Separate 'file_nested_list' into the 'header' and the 'data'.

In [3]:

header = file_nested_list[0]
data = file_nested_list[1:]

Part 3¶

Calculate the average price of an order.
Hint: Examine the data to see if the 'quantity' column is relevant to this calculation.
Hint: Think carefully about the simplest way to do this!

We want to find the average price of an order. This means we need the sum of the price of all orders and the total number of orders.

Calculating the sum of the price of all orders¶

In [4]:

# After exploring our data for a minute, we find two orders for the same item - Chicken Bowl - differing by the quantity
print header
print data[4]
print data[5]

['order_id', 'quantity', 'item_name', 'choice_description', 'item_price']
['2', '2', 'Chicken Bowl', '[Tomatillo-Red Chili Salsa (Hot), [Black Beans, Rice, Cheese, Sour Cream]]', '$16.98 ']
['3', '1', 'Chicken Bowl', '[Fresh Tomato Salsa (Mild), [Rice, Cheese, Sour Cream, Guacamole, Lettuce]]', '$10.98 ']

We see that the item_price field reflects the quantity ordered. Thus, to calculate the total value of all orders, we can safely ignore the quantity column because the item_price takes quantity into account.

In [5]:

# We want the sum of all the order prices - the last item in each list. Here are two ways we could get this data:

# Option 1
prices = [row[4] for row in data]   # slice to position four

# Option 2
prices = [row[-1] for row in data]   # slice to the last position

# Let's look at the first five results:
prices[0:5]

Out[5]:

['$2.39 ', '$3.39 ', '$3.39 ', '$2.39 ', '$16.98 ']

In [6]:

# Each item in the list is a sting.  We can tell this because the results above are wrapped in quotes.
# To confirm, let's explicity check the type of the first item in the list:
type(prices[0])

Out[6]:

str

In [7]:

# Since we want to do a calculation, we need to change the type from string to float. 
# To do this, we first need to remove the $. Here are two different ways to accomplish this:

# Option 1
prices = [row[4][1:] for row in data]   # remove the dollar sign by slicing

# Option 2
prices = [row[4].replace('$', '') for row in data]   # remove the dollar sign by replacing '$' with an empty string

# Let's look at the first five results:
prices[0:5]

Out[7]:

['2.39 ', '3.39 ', '3.39 ', '2.39 ', '16.98 ']

In [8]:

# Now we can convert our results to floats
prices = [float(row[4][1:]) for row in data]

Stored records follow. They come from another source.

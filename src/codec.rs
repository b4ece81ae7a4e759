//! Hex address codec for `/proc/net/tcp{,6}`
//!
//! The kernel prints each 32-bit word of an address in host byte order, so on
//! little-endian machines `127.0.0.1` shows up as `0100007F`. IPv6 addresses
//! are four such words back to back.

use std::net::{IpAddr, Ipv4Addr, Ipv6Addr};
use std::num::ParseIntError;

use crate::error::{Error, Result};

/// Reverse every 4-byte word in place
fn swap_words(bytes: &mut [u8]) {
    for word in bytes.chunks_exact_mut(4) {
        word.reverse();
    }
}

/// Decode a kernel hex address into an IP address
///
/// # Errors
/// Returns [`Error::HexDecode`] if `hex_ip` is not valid hex, and
/// [`Error::AddressFormat`] if it does not decode to 4 or 16 bytes
pub fn decode_ip(hex_ip: &str) -> Result<IpAddr> {
    let mut bytes = hex::decode(hex_ip).map_err(|source| Error::HexDecode {
        hex: hex_ip.to_string(),
        source,
    })?;
    swap_words(&mut bytes);

    match bytes.len() {
        4 => Ok(IpAddr::V4(Ipv4Addr::new(
            bytes[0], bytes[1], bytes[2], bytes[3],
        ))),
        16 => {
            let mut octets = [0u8; 16];
            octets.copy_from_slice(&bytes);
            Ok(IpAddr::V6(Ipv6Addr::from(octets)))
        }
        len => Err(Error::AddressFormat {
            hex: hex_ip.to_string(),
            len,
        }),
    }
}

/// Encode an IP address the way the kernel prints it
#[must_use]
pub fn encode_ip(ip: &IpAddr) -> String {
    let mut bytes = match ip {
        IpAddr::V4(v4) => v4.octets().to_vec(),
        IpAddr::V6(v6) => v6.octets().to_vec(),
    };
    swap_words(&mut bytes);
    hex::encode_upper(bytes)
}

/// Parse a hex port such as `0016`
///
/// # Errors
/// Returns the underlying parse error if `hex_port` is not a valid `u16`
pub fn parse_port(hex_port: &str) -> std::result::Result<u16, ParseIntError> {
    u16::from_str_radix(hex_port, 16)
}

/// Text form of an address for connect identifiers.
///
/// IPv4-mapped IPv6 addresses print as plain dotted quads, so a
/// dual-stack socket reads the same as its IPv4 counterpart.
#[must_use]
pub fn display_ip(ip: &IpAddr) -> String {
    ip.to_canonical().to_string()
}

# Let's look at the first five results and check the type of the first item:
print prices[0:5]
print type(prices[0])

[2.39, 3.39, 3.39, 2.39, 16.98]
<type 'float'>

In [9]:

# Finally, we calculate our total order sum with the built-in sum function
total_order_sum = sum([float(row[4][1:]) for row in data]) 
total_order_sum

Out[9]:

34500.16000000046

Calculating the total number of orders¶

In [10]:

# We can look at the first and last items in the list
print header
print data[0]
print data[-1]

['order_id', 'quantity', 'item_name', 'choice_description', 'item_price']
['1', '1', 'Chips and Fresh Tomato Salsa', 'NULL', '$2.39 ']
['1834', '1', 'Chicken Salad Bowl', '[Fresh Tomato Salsa, [Fajita Vegetables, Pinto Beans, Lettuce]]', '$8.75 ']

It seems that there are 1834 orders. You could assume this since that's the maximum order_id, but it is best to check, as we are not certain that the data is clean. If the data was not sorted by order or if there was a missing order, then 1834 might not be correct.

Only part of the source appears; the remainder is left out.